* Work required: Copy out the lines of the material that include the string "detail".
---------- Dataset ----------
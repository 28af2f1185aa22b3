//! Tracing Observer
//!
//! 流水线事件 → tracing 日志

use crate::application::ports::{PipelineEvent, PipelineObserver};

/// 把每个流水线事件写成一条结构化日志
#[derive(Debug, Clone, Copy, Default)]
pub struct TracingObserver;

impl TracingObserver {
    pub fn new() -> Self {
        Self
    }
}

impl PipelineObserver for TracingObserver {
    fn on_event(&self, event: &PipelineEvent) {
        match event {
            PipelineEvent::StageStarted { stage } => {
                tracing::info!(stage = %stage, "Stage started");
            }
            PipelineEvent::StageFinished {
                stage,
                succeeded: true,
                detail,
            } => {
                tracing::info!(stage = %stage, detail = %detail, "Stage finished");
            }
            PipelineEvent::StageFinished {
                stage,
                succeeded: false,
                detail,
            } => {
                tracing::error!(stage = %stage, detail = %detail, "Stage failed");
            }
            PipelineEvent::AnnotationRoundCompleted { round, chars } => {
                tracing::info!(round, chars, "Annotation round completed");
            }
            PipelineEvent::AnnotationSaved { path, chars } => {
                tracing::info!(path = %path.display(), chars, "Annotated text saved");
            }
            PipelineEvent::FragmentsPlanned { count, total_chars } => {
                tracing::info!(count, total_chars, "Fragments planned");
            }
            PipelineEvent::AttemptFailed {
                index,
                attempt,
                max_attempts,
                error,
            } => {
                tracing::warn!(
                    index,
                    attempt,
                    max_attempts,
                    error = %error,
                    "Synthesis attempt failed"
                );
            }
            PipelineEvent::FragmentAbandoned { index, attempts } => {
                tracing::error!(index, attempts, "Fragment abandoned after all attempts");
            }
            PipelineEvent::ChunkSaved { index, path, bytes } => {
                tracing::info!(index, path = %path.display(), bytes, "Chunk saved");
            }
            PipelineEvent::FormatMismatch {
                path,
                expected,
                actual,
            } => {
                tracing::warn!(
                    path = %path.display(),
                    expected = %expected,
                    actual = %actual,
                    "Chunk format differs from reference"
                );
            }
            PipelineEvent::Merged {
                path,
                chunks,
                frames,
                duration_secs,
            } => {
                tracing::info!(
                    path = %path.display(),
                    chunks,
                    frames,
                    duration_secs = format!("{:.2}", duration_secs),
                    "Chunks merged"
                );
            }
            PipelineEvent::LongOutput {
                duration_secs,
                threshold_secs,
            } => {
                tracing::warn!(
                    duration_secs = format!("{:.2}", duration_secs),
                    threshold_secs,
                    "Merged output is unusually long"
                );
            }
            PipelineEvent::VerificationWarning { path, message } => {
                tracing::warn!(path = %path.display(), message = %message, "Output verification warning");
            }
        }
    }
}

#[cfg(test)]
mod tests {
    use super::*;
    use crate::application::commands::PipelineStage;
    use crate::domain::PcmFormat;
    use std::io;
    use std::path::PathBuf;
    use std::sync::{Arc, Mutex};

    #[derive(Clone, Default)]
    struct CapturedLog(Arc<Mutex<Vec<u8>>>);

    impl CapturedLog {
        fn contents(&self) -> String {
            String::from_utf8_lossy(&self.0.lock().unwrap()).to_string()
        }
    }

    impl io::Write for CapturedLog {
        fn write(&mut self, buf: &[u8]) -> io::Result<usize> {
            self.0.lock().unwrap().extend_from_slice(buf);
            Ok(buf.len())
        }

        fn flush(&mut self) -> io::Result<()> {
            Ok(())
        }
    }

    impl<'a> tracing_subscriber::fmt::MakeWriter<'a> for CapturedLog {
        type Writer = CapturedLog;

        fn make_writer(&'a self) -> Self::Writer {
            self.clone()
        }
    }

    fn capture(events: &[PipelineEvent]) -> String {
        let log = CapturedLog::default();
        let subscriber = tracing_subscriber::fmt()
            .with_writer(log.clone())
            .with_ansi(false)
            .finish();

        let observer: Arc<dyn PipelineObserver> = Arc::new(TracingObserver::new());
        tracing::subscriber::with_default(subscriber, || {
            for event in events {
                observer.on_event(event);
            }
        });
        log.contents()
    }

    #[test]
    fn test_stage_events_are_logged_with_level() {
        let output = capture(&[
            PipelineEvent::StageStarted {
                stage: PipelineStage::Synthesize,
            },
            PipelineEvent::StageFinished {
                stage: PipelineStage::Merge,
                succeeded: false,
                detail: "no chunks".to_string(),
            },
        ]);

        assert!(output.contains("INFO"));
        assert!(output.contains("Stage started"));
        assert!(output.contains("ERROR"));
        assert!(output.contains("Stage failed"));
        assert!(output.contains("no chunks"));
    }

    #[test]
    fn test_every_event_kind_is_logged() {
        let path = PathBuf::from("parts/part_001.wav");
        let events = vec![
            PipelineEvent::StageStarted {
                stage: PipelineStage::Synthesize,
            },
            PipelineEvent::StageFinished {
                stage: PipelineStage::Synthesize,
                succeeded: true,
                detail: "2 fragments".to_string(),
            },
            PipelineEvent::AnnotationRoundCompleted { round: 1, chars: 10 },
            PipelineEvent::AnnotationSaved {
                path: PathBuf::from("book.stressed.txt"),
                chars: 10,
            },
            PipelineEvent::FragmentsPlanned {
                count: 2,
                total_chars: 5000,
            },
            PipelineEvent::AttemptFailed {
                index: 1,
                attempt: 1,
                max_attempts: 3,
                error: "Timeout".to_string(),
            },
            PipelineEvent::FragmentAbandoned {
                index: 1,
                attempts: 3,
            },
            PipelineEvent::ChunkSaved {
                index: 1,
                path: path.clone(),
                bytes: 44,
            },
            PipelineEvent::FormatMismatch {
                path: path.clone(),
                expected: PcmFormat::new(44100, 1, 16),
                actual: PcmFormat::new(22050, 1, 16),
            },
            PipelineEvent::Merged {
                path: PathBuf::from("book.wav"),
                chunks: 2,
                frames: 44100,
                duration_secs: 1.0,
            },
            PipelineEvent::LongOutput {
                duration_secs: 4000.0,
                threshold_secs: 3600,
            },
            PipelineEvent::VerificationWarning {
                path,
                message: "probed 1 frames, expected 2".to_string(),
            },
        ];

        let output = capture(&events);
        assert_eq!(output.lines().count(), events.len());
        assert!(output.contains("part_001.wav"));
        assert!(output.contains("probed 1 frames, expected 2"));
    }
}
----------
* Task result:
                detail,
                tracing::info!(stage = %stage, detail = %detail, "Stage finished");
                detail,
                tracing::error!(stage = %stage, detail = %detail, "Stage failed");
                detail: "no chunks".to_string(),
                detail: "2 fragments".to_string(),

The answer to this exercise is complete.